Luxury hotel in Indonesia

Hotel Aryaduta Jakarta is a luxury hotel in Gambir, Jakarta, Indonesia. It is located at a strategic place in Central Jakarta, and is one of the most prominent building around the park where the Heroes Monument of Jakarta is located. Hotel Aryaduta Jakarta was among the many hotels of Jakarta that was built in the 1970s as a strategy to attract more investors into the country.

==History==
Following the election of Suharto as a president of Indonesia in 1967, a new policy was introduced to boost economic growth in Indonesia by promoting foreign investment in its capital Jakarta. Ali Sadikin, governor of Jakarta, prepared the city's infrastructure for the new policy with the construction of the Jakarta Convention Center (1974) and several hotel projects. The 1970s saw a hotel building boom in Jakarta, with the opening of nine major hotels.
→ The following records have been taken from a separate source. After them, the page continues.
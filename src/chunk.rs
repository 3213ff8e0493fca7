//! Paragraph-boundary text chunker.
//!
//! Splits extracted document text into [`Chunk`]s that respect a
//! configurable `max_tokens` limit. Splitting occurs on paragraph
//! boundaries (`\n\n`); oversized paragraphs are hard-split at the nearest
//! newline or space. Chunks are numbered from 1 so that the context window
//! arithmetic (`n - 4 ..= n + 3`, floored at 1) lines up with storage.

use sha2::{Digest, Sha256};

/// Approximate chars-per-token ratio.
const CHARS_PER_TOKEN: usize = 4;

/// One chunk of a file, ready to be embedded and stored.
#[derive(Debug, Clone, PartialEq)]
pub struct Chunk {
    pub chunk_number: i64,
    pub text: String,
    /// SHA-256 of `text`, hex encoded.
    pub hash: String,
}

/// Split `text` into chunks numbered contiguously from 1.
/// Blank input produces no chunks.
pub fn chunk_text(text: &str, max_tokens: usize) -> Vec<Chunk> {
    let max_chars = max_tokens.max(1) * CHARS_PER_TOKEN;
    let mut pieces: Vec<String> = Vec::new();
    let mut current_buf = String::new();

    for para in text.split("\n\n") {
        let trimmed = para.trim();
        if trimmed.is_empty() {
            continue;
        }

        let would_be = if current_buf.is_empty() {
            trimmed.len()
        } else {
            current_buf.len() + 2 + trimmed.len()
        };

        if would_be > max_chars && !current_buf.is_empty() {
            pieces.push(std::mem::take(&mut current_buf));
        }

        if trimmed.len() > max_chars {
            if !current_buf.is_empty() {
                pieces.push(std::mem::take(&mut current_buf));
            }
            hard_split(trimmed, max_chars, &mut pieces);
        } else {
            if !current_buf.is_empty() {
                current_buf.push_str("\n\n");
            }
            current_buf.push_str(trimmed);
        }
    }

    if !current_buf.is_empty() {
        pieces.push(current_buf);
    }

    pieces
        .into_iter()
        .enumerate()
        .map(|(i, text)| make_chunk(i as i64 + 1, text))
        .collect()
}

fn hard_split(mut remaining: &str, max_chars: usize, out: &mut Vec<String>) {
    while !remaining.is_empty() {
        let mut split_at = remaining.len().min(max_chars);
        while !remaining.is_char_boundary(split_at) {
            split_at -= 1;
        }
        let actual_split = if split_at < remaining.len() {
            remaining[..split_at]
                .rfind('\n')
                .or_else(|| remaining[..split_at].rfind(' '))
                .map(|pos| pos + 1)
                .filter(|&pos| pos > 0)
                .unwrap_or(split_at)
        } else {
            split_at
        };
        // A multi-byte first char wider than max_chars still has to advance.
        let actual_split = if actual_split == 0 {
            remaining
                .char_indices()
                .nth(1)
                .map(|(i, _)| i)
                .unwrap_or(remaining.len())
        } else {
            actual_split
        };
        let piece = remaining[..actual_split].trim();
        if !piece.is_empty() {
            out.push(piece.to_string());
        }
        remaining = &remaining[actual_split..];
    }
}

fn make_chunk(chunk_number: i64, text: String) -> Chunk {
    let mut hasher = Sha256::new();
    hasher.update(text.as_bytes());
    let hash = format!("{:x}", hasher.finalize());

    Chunk {
        chunk_number,
        text,
        hash,
    }
}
Construction of the Hotel Ambassador started in 1971. It was designed by Thai architect Wirachai Wongpanit and developed by the prominent journalists and owner of newspapers Merdeka and Indonesian Observer B.M. Diah and Herawati Diah on land where the home of Herawati Diah's parents stood. The 216-room hotel opened on June 1, 1974, managed by French airline UTA.
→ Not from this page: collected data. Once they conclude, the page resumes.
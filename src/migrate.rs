use anyhow::Result;
use sqlx::SqlitePool;

/// Create the `files`, `chunks`, and `rfps` tables. Safe to run repeatedly.
pub async fn run_migrations(pool: &SqlitePool) -> Result<()> {
    sqlx::query(
        r#"
        CREATE TABLE IF NOT EXISTS files (
            id INTEGER PRIMARY KEY AUTOINCREMENT,
            user_id INTEGER NOT NULL,
            project_id INTEGER NOT NULL,
            kind TEXT NOT NULL DEFAULT 'file',
            name TEXT,
            link TEXT,
            is_indexed INTEGER NOT NULL DEFAULT 0,
            index_started_at INTEGER,
            index_completed_at INTEGER,
            index_failed_at INTEGER,
            created_at INTEGER NOT NULL
        )
        "#,
    )
    .execute(pool)
    .await?;

    sqlx::query(
        r#"
        CREATE TABLE IF NOT EXISTS chunks (
            id INTEGER PRIMARY KEY AUTOINCREMENT,
            vector_id TEXT NOT NULL UNIQUE,
            file_id INTEGER NOT NULL,
            user_id INTEGER NOT NULL,
            project_id INTEGER NOT NULL,
            chunk_number INTEGER NOT NULL,
            text TEXT NOT NULL,
            hash TEXT NOT NULL,
            embedding BLOB,
            UNIQUE(file_id, chunk_number),
            FOREIGN KEY (file_id) REFERENCES files(id) ON DELETE CASCADE
        )
        "#,
    )
    .execute(pool)
    .await?;

    sqlx::query(
        r#"
        CREATE TABLE IF NOT EXISTS rfps (
            id INTEGER PRIMARY KEY AUTOINCREMENT,
            user_id INTEGER NOT NULL,
            project_id INTEGER NOT NULL,
            name TEXT NOT NULL,
            session_id TEXT NOT NULL,
            status TEXT NOT NULL,
            original_path TEXT NOT NULL,
            processed_path TEXT,
            created_at INTEGER NOT NULL,
            completed_at INTEGER
        )
        "#,
    )
    .execute(pool)
    .await?;

    sqlx::query("CREATE INDEX IF NOT EXISTS idx_files_scope ON files(user_id, project_id)")
        .execute(pool)
        .await?;
    sqlx::query("CREATE INDEX IF NOT EXISTS idx_chunks_scope ON chunks(user_id, project_id)")
        .execute(pool)
        .await?;
    sqlx::query(
        "CREATE INDEX IF NOT EXISTS idx_chunks_file ON chunks(file_id, chunk_number)",
    )
    .execute(pool)
    .await?;

    Ok(())
}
On 1 January 1976, the hotel became the Hyatt Aryaduta Jakarta, under a 10-year contract between PT Aryaduta Hotel Tbk and Hyatt International. The contract was renewed multiple times.

In 1985, an extension was constructed on the west side of the original hotel tower. The new Ambassador Wing consisted of 115 rooms, increasing the hotel's size to 341 rooms. The new wing was opened on December 7, 1986. The opening ceremony was attended by Siti Hartinah, the wife of President Suharto.

In 1990, the hotel received a rating of Five Stars and AAA One-Diamond rating. Though it continued to be managed by Hyatt, the hotel dropped the Hyatt name in 1991, due to the opening of the nearby Grand Hyatt Jakarta, and became The Aryaduta Jakarta. In January 1995, The Aryaduta Jakarta received the Adikarya Wisata Award 1994 for its excellent service. In August 1995, The Aryaduta Jakarta changed its name to Hotel Aryaduta Jakarta, due to a government decree mandating the use of Bahasa Indonesian.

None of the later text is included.